Upon learning of the marriage, United States President Abraham Lincoln sent a letter to Wilhelm's elder brother Frederick I, Grand Duke of Baden in which Lincoln stated: "I participate in the satisfaction afforded by this happy event and pray Your Royal Highness to accept my sincere congratulations upon the occasion together with the assurances of my highest consideration".

They had two children:
- Princess Marie of Baden (Baden, 26 July 1865 - Baden, 29 November 1939); married Friedrich II, Duke of Anhalt.
- Prince Maximilian of Baden (Baden, 10 July 1867 - Konstanz, 6 November 1929); married Princess Marie Louise of Hanover (Gmunden am Traunsee 11 October 1879 - Schloß Salem 31 January 1948); had issue. Maximilian became heir apparent to the Grand Duchy of Baden on 28 September 1907.

==Later life==
After her marriage, Maria spent most of her time in Germany, paying only rare visits to Russia. As a new wife, Maria began her duties soon after marrying, for instance representing her husband's relative Grand Duchess Louise of Baden at the christening of the Prince of Leiningen's daughter. During the Franco-Prussian War, Wilhelm served with the Prussian army under the command of Wilhelm I. On 29 July, Maria and her husband stayed with Crown Prince Frederick William, and according to the prince's memoirs, "distracted us for the moment from the anxieties of the present".
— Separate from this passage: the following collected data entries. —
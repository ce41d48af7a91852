//! PostgreSQL store adapter.
//!
//! Reads the same tables as the SQLite adapter from an externally managed
//! database. Columns are cast in SQL so row types never depend on how the
//! upstream batch declared them.

use crate::domain::bar::Bar;
use crate::domain::error::ScopeError;
use crate::domain::ranking::{IndicatorRow, RankOrder, RankSelection};
use crate::domain::record::{rank_from_f64, IndicatorRecord, InstrumentInfo};
use crate::domain::segment::MarketSegment;
use crate::ports::config_port::ConfigPort;
use crate::ports::data_port::{BarPort, IndicatorPort, InstrumentPort};
use chrono::NaiveDate;
use postgres::error::SqlState;
use postgres::types::ToSql;
use postgres::NoTls;
use r2d2::{Pool, PooledConnection};
use r2d2_postgres::PostgresConnectionManager;

type Param = Box<dyn ToSql + Sync>;

pub struct PostgresStore {
    pool: Pool<PostgresConnectionManager<NoTls>>,
}

impl PostgresStore {
    pub fn from_config(config: &dyn ConfigPort) -> Result<Self, ScopeError> {
        let connection_string = config
            .get_string("postgres", "connection_string")
            .ok_or_else(|| ScopeError::ConfigMissing {
                section: "postgres".into(),
                key: "connection_string".into(),
            })?;

        let pg_config = connection_string
            .parse::<postgres::Config>()
            .map_err(|e| ScopeError::ConfigInvalid {
                section: "postgres".into(),
                key: "connection_string".into(),
                reason: e.to_string(),
            })?;

        let pool_size = config.get_int("postgres", "pool_size", 4) as u32;
        let manager = PostgresConnectionManager::new(pg_config, NoTls);
        let pool = Pool::builder()
            .max_size(pool_size)
            .build(manager)
            .map_err(|e: r2d2::Error| ScopeError::Database {
                reason: e.to_string(),
            })?;

        Ok(Self { pool })
    }

    fn conn(&self) -> Result<PooledConnection<PostgresConnectionManager<NoTls>>, ScopeError> {
        self.pool.get().map_err(|e: r2d2::Error| ScopeError::Database {
            reason: e.to_string(),
        })
    }
}

/// SQLSTATE 42703 (undefined column) is a schema gap, not a fault.
fn query_error(segment: MarketSegment, e: postgres::Error) -> ScopeError {
    if e.code() == Some(&SqlState::UNDEFINED_COLUMN) {
        let message = e
            .as_db_error()
            .map(|db| db.message().to_string())
            .unwrap_or_default();
        let column = message
            .split('"')
            .nth(1)
            .unwrap_or("unknown")
            .to_string();
        return ScopeError::SchemaGap {
            segment: segment.to_string(),
            column,
        };
    }
    ScopeError::DatabaseQuery {
        reason: e.to_string(),
    }
}

fn ranked_sql(segment: MarketSegment, selection: &RankSelection) -> (String, Vec<Param>) {
    let schema = segment.schema();
    let value = selection.value_column;
    let rank = selection
        .rank_column
        .map(|c| format!("{c}::double precision"))
        .unwrap_or_else(|| "NULL::double precision".to_string());
    let extreme = selection
        .extreme_column
        .map(|c| format!("{c}::text"))
        .unwrap_or_else(|| "NULL::text".to_string());

    let mut sql = format!(
        "SELECT symbol, company_name, {value}::double precision, {rank}, {extreme} \
         FROM {} WHERE {value} IS NOT NULL",
        schema.table
    );
    let mut params: Vec<Param> = Vec::new();
    if schema.has_exchange_column {
        params.push(Box::new(segment.as_str().to_string()));
        sql.push_str(&format!(" AND exchange = ${}", params.len()));
    }

    let (order_by, window) = match selection.order {
        RankOrder::RankWindow {
            rank_column,
            first,
            last,
        } => {
            params.push(Box::new(first as i64));
            sql.push_str(&format!(" AND {rank_column} >= ${}::bigint", params.len()));
            params.push(Box::new(last as i64));
            sql.push_str(&format!(" AND {rank_column} <= ${}::bigint", params.len()));
            (format!("{rank_column} ASC"), None)
        }
        RankOrder::RankDescending {
            rank_column,
            offset,
            limit,
        } => (
            format!("{rank_column} DESC NULLS LAST"),
            Some((offset, limit)),
        ),
        RankOrder::ByValue {
            ascending,
            offset,
            limit,
        } => {
            let direction = if ascending { "ASC" } else { "DESC" };
            (format!("{value} {direction} NULLS LAST"), Some((offset, limit)))
        }
    };

    sql.push_str(&format!(" ORDER BY {order_by}"));
    if let Some((offset, limit)) = window {
        params.push(Box::new(limit as i64));
        sql.push_str(&format!(" LIMIT ${}::bigint", params.len()));
        params.push(Box::new(offset as i64));
        sql.push_str(&format!(" OFFSET ${}::bigint", params.len()));
    }

    (sql, params)
}

fn as_refs(params: &[Param]) -> Vec<&(dyn ToSql + Sync)> {
    params.iter().map(|p| p.as_ref()).collect()
}

impl IndicatorPort for PostgresStore {
    fn select_ranked(
        &self,
        segment: MarketSegment,
        selection: &RankSelection,
    ) -> Result<Vec<IndicatorRow>, ScopeError> {
        let (sql, params) = ranked_sql(segment, selection);
        let rows = self
            .conn()?
            .query(sql.as_str(), &as_refs(&params))
            .map_err(|e| query_error(segment, e))?;

        Ok(rows
            .into_iter()
            .map(|row| {
                let stored_rank: Option<f64> = row.get(3);
                IndicatorRow {
                    instrument: row.get(0),
                    display_name: row.get(1),
                    value: row.get(2),
                    stored_rank: stored_rank.and_then(rank_from_f64),
                    extreme: row.get(4),
                }
            })
            .collect())
    }

    fn fetch_record(
        &self,
        segment: MarketSegment,
        instrument: &str,
    ) -> Result<Option<IndicatorRecord>, ScopeError> {
        let schema = segment.schema();
        let mut columns = vec!["symbol".to_string(), "company_name".to_string()];
        columns.extend(
            schema
                .numeric_columns
                .iter()
                .map(|c| format!("{c}::double precision")),
        );
        columns.extend(schema.tag_columns.iter().map(|c| format!("{c}::text")));

        let mut sql = format!(
            "SELECT {} FROM {} WHERE symbol = $1",
            columns.join(", "),
            schema.table
        );
        let mut params: Vec<Param> = vec![Box::new(instrument.to_string())];
        if schema.has_exchange_column {
            sql.push_str(" AND exchange = $2");
            params.push(Box::new(segment.as_str().to_string()));
        }
        sql.push_str(" LIMIT 1");

        let rows = self
            .conn()?
            .query(sql.as_str(), &as_refs(&params))
            .map_err(|e| query_error(segment, e))?;
        let Some(row) = rows.into_iter().next() else {
            return Ok(None);
        };

        let mut record = IndicatorRecord::new(row.get::<_, String>(0), segment);
        record.display_name = row.get(1);
        let numeric_start = 2;
        for (i, column) in schema.numeric_columns.iter().enumerate() {
            if let Some(v) = row.get::<_, Option<f64>>(numeric_start + i) {
                record.numeric.insert(*column, v);
            }
        }
        let tag_start = numeric_start + schema.numeric_columns.len();
        for (i, column) in schema.tag_columns.iter().enumerate() {
            if let Some(t) = row.get::<_, Option<String>>(tag_start + i) {
                record.tags.insert(*column, t);
            }
        }
        Ok(Some(record))
    }
}

impl BarPort for PostgresStore {
    fn fetch_recent_bars(
        &self,
        instrument: &str,
        segment: MarketSegment,
        count: usize,
    ) -> Result<Vec<Bar>, ScopeError> {
        let query = "SELECT trading_date, \
                            open::double precision, high::double precision, \
                            low::double precision, close::double precision, \
                            volume::double precision \
                     FROM ohlc_prices \
                     WHERE symbol = $1 AND exchange = $2 \
                     ORDER BY trading_date DESC \
                     LIMIT $3::bigint";

        let rows = self
            .conn()?
            .query(query, &[&instrument, &segment.as_str(), &(count as i64)])
            .map_err(|e| ScopeError::DatabaseQuery {
                reason: e.to_string(),
            })?;

        let mut bars: Vec<Bar> = rows
            .into_iter()
            .map(|row| Bar {
                date: row.get::<_, NaiveDate>(0),
                open: row.get(1),
                high: row.get(2),
                low: row.get(3),
                close: row.get(4),
                volume: row.get(5),
            })
            .collect();
        bars.reverse();

        Ok(bars)
    }
}

impl InstrumentPort for PostgresStore {
    fn fetch_instrument(
        &self,
        instrument: &str,
        segment: MarketSegment,
    ) -> Result<Option<InstrumentInfo>, ScopeError> {
        let query = "SELECT ticker, company_name, sector, industry, \
                            market_cap::double precision, exchange \
                     FROM symbols \
                     WHERE ticker = $1 AND exchange = $2 \
                     LIMIT 1";

        let rows = self
            .conn()?
            .query(query, &[&instrument, &segment.as_str()])
            .map_err(|e| ScopeError::DatabaseQuery {
                reason: e.to_string(),
            })?;

        Ok(rows.into_iter().next().map(|row| {
            let ticker: String = row.get(0);
            let company: Option<String> = row.get(1);
            InstrumentInfo {
                display_name: company.unwrap_or_else(|| ticker.clone()),
                instrument: ticker,
                sector: row.get(2),
                industry: row.get(3),
                market_cap: row.get(4),
                exchange: row.get(5),
            }
        }))
    }
}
Prince Wilhelm died on 27 April 1897. After his death, Maria founded a new organization, called the German Anti-Immorality Association. Its purpose was to suppress "vice among the upper classes". Maria, with the help of Grand Duchess Eleonore of Hesse and Queen Charlotte of Württemberg, set aside a fund meant to produce pamphlets persuading both female and male royal figures that their prominent roles in society meant they should be examples of moral purity. They also sent a missive to their family and friends asking them to "abstain from immorality" for one year.

Princess Maria remained widowed until her own death, on 16 February 1914 in St. Petersburg. As with the court of St. Petersburg, Maria's death cast the Berlin court into mourning, disrupting planned court festivities.

==Honours==
She received the following awards:
- Dame of the Order of Louise (Kingdom of Prussia)
- Dame Grand Cordon of St. Catherine (Russian Empire)
- Dame of the Order of Olga, 1871 (Kingdom of Württemberg)
- Imperial Russian and Royal Serbian Honorary Award for Voluntary Assistance in War
- Memorial Cross for 1870/71 (Grand Duchy of Baden)
- Cross of Merit for 1870/71 (Kingdom of Bavaria)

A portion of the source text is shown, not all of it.